I happened upon this website by accident and I read through a few of the posts and responded to them rather quickly. I responded without reading what you were asking people to submit at the the top of the page: When has the Lord helped you overcome worry? How did it turn out. Thank you! I have been worrying for quite some time.
Every relationship is unique. Description Product Details Click on the cover image above to read some pages of this book! Terry Wahls have been my touchstones throughout this journey and it is incredibly encouraging to see those in the medical field supporting their work. Share-A-Care Pu.. Lately I have come to believe that some of my fear is my intuition protecting me…. Certain kinds of wisdom arise only through seeing something happen repeatedly.
My husband and I recently reconciled after being separated for 6 months. He then left for work for 2 months and we rekindled and had a nice anniversary this past weekend. He is now at a bachelor party in Miami and I am freaking out with worry. He told me not to worry but I did the most horrible thing.

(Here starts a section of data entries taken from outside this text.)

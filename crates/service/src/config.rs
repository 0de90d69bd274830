use std::path::PathBuf;
use std::time::Duration;

use url::Url;

use crate::source::DEFAULT_TABLE;

/// Where principals are loaded from. Exactly one source per directory.
#[derive(Debug, Clone)]
pub enum SourceConfig {
    /// A JSON object of `"name:secret" -> [address patterns]`, watched for writes
    File { path: PathBuf },
    /// A Postgres table of `username, password[, addresses]` rows,
    ///  reloaded on `NOTIFY users_data_updates`
    Database {
        url: Url,
        /// defaults to `users` when not set
        table: Option<String>,
    },
}

impl SourceConfig {
    /// Where principals come from, without credentials from the connection string.
    ///
    /// Matches the origin the built source reports.
    pub fn origin(&self) -> String {
        match self {
            SourceConfig::File { path } => format!("auth file {}", path.display()),
            SourceConfig::Database { table, .. } => {
                format!("table {}", table.as_deref().unwrap_or(DEFAULT_TABLE))
            }
        }
    }
}

/// Backoff applied by the supervisor when a background watch/listen task fails.
#[derive(Debug, Clone)]
pub struct ReconnectConfig {
    pub min_backoff: Duration,
    pub max_backoff: Duration,
}

impl Default for ReconnectConfig {
    fn default() -> Self {
        Self {
            min_backoff: Duration::from_secs(1),
            max_backoff: Duration::from_secs(60),
        }
    }
}

#[derive(Debug)]
pub struct Config {
    // source configuration
    pub source: SourceConfig,
    /// retry policy for the background reload task
    pub reconnect: ReconnectConfig,

    // logging
    pub log_level: tracing::Level,
    /// Directory for log files (optional, logs to stdout only if not set)
    pub log_dir: Option<PathBuf>,
}

impl Config {
    pub fn new(source: SourceConfig) -> Self {
        Self {
            source,
            reconnect: ReconnectConfig::default(),
            log_level: tracing::Level::INFO,
            log_dir: None,
        }
    }
}
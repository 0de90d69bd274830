//! Hot-reloading principal directory.
//!
//! This crate wires the principal set from `common` to a concrete source:
//! - File source (JSON auth file, reloaded on filesystem write events)
//! - Database source (Postgres table, reloaded on `NOTIFY users_data_updates`)
//! - Supervisor (restarts a failed watch/listen loop with exponential backoff)
//! - Directory (initial load, background reloads, lookups for the auth path)

pub mod config;
pub mod directory;
pub mod source;
pub mod supervisor;

// Re-export key types for convenience
pub use config::{Config, ReconnectConfig, SourceConfig};
pub use directory::{DirectoryError, PrincipalDirectory};
pub use source::{DatabaseSource, FileSource, PrincipalSource, SourceError};
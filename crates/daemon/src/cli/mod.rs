pub mod args;

pub use args::{Args, Parser};
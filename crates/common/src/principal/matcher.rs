use regex::Regex;

use super::CredentialError;

/// Pattern strings that grant access from any address.
const ALLOW_ALL_PATTERNS: [&str; 2] = ["", "*"];

/// A compiled predicate over a remote address string.
#[derive(Debug, Clone)]
pub enum AddressMatcher {
    /// Accepts every address, including empty and malformed ones.
    AllowAll,
    /// Accepts addresses in which the expression finds a match.
    Pattern(Regex),
}

impl AddressMatcher {
    /// Compile a single pattern. `""` and `"*"` become [`AddressMatcher::AllowAll`].
    pub fn compile(pattern: &str) -> Result<Self, CredentialError> {
        if ALLOW_ALL_PATTERNS.contains(&pattern) {
            return Ok(AddressMatcher::AllowAll);
        }
        Regex::new(pattern)
            .map(AddressMatcher::Pattern)
            .map_err(|source| CredentialError::InvalidAddressPattern {
                pattern: pattern.to_string(),
                source,
            })
    }

    pub fn matches(&self, address: &str) -> bool {
        match self {
            AddressMatcher::AllowAll => true,
            AddressMatcher::Pattern(re) => re.is_match(address),
        }
    }

    pub fn is_allow_all(&self) -> bool {
        matches!(self, AddressMatcher::AllowAll)
    }

    /// The source text of this matcher, `*` for allow-all.
    pub fn as_str(&self) -> &str {
        match self {
            AddressMatcher::AllowAll => "*",
            AddressMatcher::Pattern(re) => re.as_str(),
        }
    }
}

impl std::fmt::Display for AddressMatcher {
    fn fmt(&self, f: &mut std::fmt::Formatter<'_>) -> std::fmt::Result {
        f.write_str(self.as_str())
    }
}

/// Compile every pattern in order.
///
/// One malformed pattern fails the whole list, so a principal is never
/// published with only part of its address rules.
pub fn compile_address_patterns<I, S>(patterns: I) -> Result<Vec<AddressMatcher>, CredentialError>
where
    I: IntoIterator<Item = S>,
    S: AsRef<str>,
{
    patterns
        .into_iter()
        .map(|pattern| AddressMatcher::compile(pattern.as_ref()))
        .collect()
}
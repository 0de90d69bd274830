use super::CredentialError;

/// Split a `name:secret` token on the first colon.
///
/// The secret keeps any further colons verbatim. A token without a
/// colon, or with nothing before it, is rejected.
pub fn parse_auth(token: &str) -> Result<(&str, &str), CredentialError> {
    match token.split_once(':') {
        Some((name, _)) if name.is_empty() => Err(CredentialError::EmptyName),
        Some((name, secret)) => Ok((name, secret)),
        None => Err(CredentialError::MissingSeparator),
    }
}

#[cfg(test)]
mod tests {
    use super::*;

    #[test]
    fn test_parse_auth_splits_on_first_colon() {
        let (name, secret) = parse_auth("alice:s3:cr:et").unwrap();
        assert_eq!(name, "alice");
        assert_eq!(secret, "s3:cr:et");
    }

    #[test]
    fn test_parse_auth_allows_empty_secret() {
        let (name, secret) = parse_auth("bob:").unwrap();
        assert_eq!(name, "bob");
        assert_eq!(secret, "");
    }

    #[test]
    fn test_parse_auth_rejects_missing_colon() {
        assert_eq!(parse_auth("alice"), Err(CredentialError::MissingSeparator));
        assert_eq!(parse_auth(""), Err(CredentialError::MissingSeparator));
    }

    #[test]
    fn test_parse_auth_rejects_empty_name() {
        assert_eq!(parse_auth(":secret"), Err(CredentialError::EmptyName));
    }
}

We are both very insecure because of the separation. I need him now to fix this situation and to allow me to turn to him during this time, trusting that God will bring my husband home and that we will get past this argument. As of right now, my husband is back to not speaking to me. Please Lord God be with him, protect him and watch over him.
And Lord please allow me to repent to you for not turning to you this past weekend as much as I should have. I feel horrible. Please Lord help save this marriage. Please allow me to trust in you and not lean on my own understanding. Please ease my worry. Please allow my husband and I to get back on solid ground before he comes home.
I want him to have a nice time and not blame me for things while he is gone. Please be with us.
Please allow this forgiveness. Please father.
It is am and after not being able to sleep due to great anxiety and fear over everything that seems to come to mind I arose and came out to my couch and opened my bible and began reading the bible and prayed that The Lord would deliver me from my anxiety, worry, and fear that I deal with daily and now has come to a point where it effects every part of my day and my health.
I think I am and pray and ask God to help me trust Him more but I am still struggling. I believe there is power in prayer so I ask for your prayer that I may overcome this thru Jesus Christ who gives me strength. I want to be free from this once and for all. Thank you for your words above and the scripture and references that I can meditate on.
I know I am not alone in this and pray for all who struggle daily with the same thing and pray they will be set free from this terrible sickness. God bless! Thank you for the verses!!! This site is amazing!! So glad i came across it.
I too now suffer from fear anxiety, and panic attacks. And since that day, i have been scared to drive because the fear of having another one while driving alone. Everytime i hear someone die, it puts fear in me too. I feel fear and anxiety comes from the enemy, and if he knows you are afraid of something, he will keep it in you mind and conscious.
But prayer and faith in God brings us through. I dont do half the things i use to do anymore like clubbing all the time, dating multiple guys, etc.. Or have the same friends like i use to. I just feel like God is working on me and testing my faith.. And i believe him. This too shall pass. About September of this year I was about 19 weeks pregnant,is when this panic attack occured and has caused ongoing constant anxiety, my fifth pregnancy.
I have a daughter Clara to turn 3 on the 21 of December, she is my only child I have. My very first I had back in , we gave him up for adoption as it seemed the best option at that time. Then in Jan. Got pregnant shortly after she passed but miscarried at 12 weeks. It started at 19 weeks pregnant and I took a cymbalta and it caused me to have a panic attack, before the pregnancy was on zoloft did fine with it So they tried that again did same panic attack, then recently because of the constant ongoing anxiety they tried lexapro and same panic attack with suicidal thoughts.